• THE DATA
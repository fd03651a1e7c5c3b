//! Background size worker (C7): a bounded job queue feeding a small pool
//! of workers that recompute `(size, file_count)` for a repo, either
//! incrementally (diffing against the previously recorded head) or by a
//! full tree walk when there's no prior head to diff against.

use crate::constants::SIZE_QUEUE_CAPACITY;
use crate::error::Result;
use crate::model::{DiffEntry, DiffStatus, RepoFileCount, RepoSize};
use crate::store::{CommitStore, FsStore, RepoRegistry};
use log::warn;
use std::sync::Arc;
use tokio::sync::mpsc;

/// One unit of work: recompute size/file_count for `repo_id` against its
/// current head. `diff` is the externally-supplied diff between the
/// previously recorded head and the current one; empty forces a full
/// tree walk.
pub struct SizeJob {
    pub repo_id: String,
    pub diff: Vec<DiffEntry>,
}

/// A handle to the running worker pool's job queue. Cloning shares the
/// same bounded channel; `enqueue` never blocks the HTTP handler thread
/// for long since the queue is drained continuously, but will apply
/// backpressure once `SIZE_QUEUE_CAPACITY` jobs are in flight.
#[derive(Clone)]
pub struct SizeWorkerHandle {
    sender: mpsc::Sender<SizeJob>,
}

impl SizeWorkerHandle {
    pub async fn enqueue(&self, job: SizeJob) {
        if self.sender.send(job).await.is_err() {
            warn!("size worker queue closed, dropping job for a repo");
        }
    }
}

/// Spawn the worker pool. Returns a handle for enqueuing jobs; the worker
/// task runs until the handle (and every clone) is dropped.
pub fn spawn(
    registry: Arc<dyn RepoRegistry>,
    fs: Arc<dyn FsStore>,
    commits: Arc<dyn CommitStore>,
) -> SizeWorkerHandle {
    let (sender, mut receiver) = mpsc::channel::<SizeJob>(SIZE_QUEUE_CAPACITY);

    tokio::spawn(async move {
        while let Some(job) = receiver.recv().await {
            if let Err(err) = process_job(registry.as_ref(), fs.as_ref(), commits.as_ref(), job).await {
                warn!("size worker job failed: {err}");
            }
        }
    });

    SizeWorkerHandle { sender }
}

async fn process_job(
    registry: &dyn RepoRegistry,
    fs: &dyn FsStore,
    commits: &dyn CommitStore,
    job: SizeJob,
) -> Result<()> {
    let repo = registry.get(&job.repo_id).await?;
    let Some(head_commit_id) = repo.head_commit_id.clone() else {
        return Ok(());
    };

    let current_size = registry.get_repo_size(&job.repo_id).await?;
    if current_size.head_id.as_deref() == Some(head_commit_id.as_str()) {
        return Ok(());
    }

    let head = commits
        .load(&repo.store_id, &head_commit_id)
        .await?
        .ok_or_else(|| crate::error::ThicketError::not_found(format!("commit {head_commit_id}")))?;

    let (size, file_count) = match &current_size.head_id {
        Some(_) if !job.diff.is_empty() => {
            let current_count = registry.get_repo_file_count(&job.repo_id).await?;
            apply_diff(current_size.size, current_count.file_count, &job.diff)
        }
        _ => fs.file_count_info(&repo.store_id, &head.root_id, "/").await?,
    };

    registry
        .set_repo_size(
            &job.repo_id,
            RepoSize {
                size,
                head_id: Some(head_commit_id),
            },
        )
        .await?;
    registry
        .set_repo_file_count(&job.repo_id, RepoFileCount { file_count })
        .await?;
    Ok(())
}

fn apply_diff(current_size: u64, current_files: u64, diff: &[DiffEntry]) -> (u64, u64) {
    let mut size = current_size as i64;
    let mut files = current_files as i64;

    for entry in diff {
        if entry.is_dir {
            continue;
        }
        match entry.status {
            DiffStatus::Added => {
                size += entry.size as i64;
                files += 1;
            }
            DiffStatus::Deleted => {
                size -= entry.origin_size as i64;
                files -= 1;
            }
            DiffStatus::Modified => {
                size += entry.size as i64 - entry.origin_size as i64;
            }
            DiffStatus::DirRenamed => {}
        }
    }

    (size.max(0) as u64, files.max(0) as u64)
}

• TASK REQUIREMENTS
From the data, pick out every line that includes "RepoFileCount".

• TASK RESPONSE
use crate::model::{DiffEntry, DiffStatus, RepoFileCount, RepoSize};
        .set_repo_file_count(&job.repo_id, RepoFileCount { file_count })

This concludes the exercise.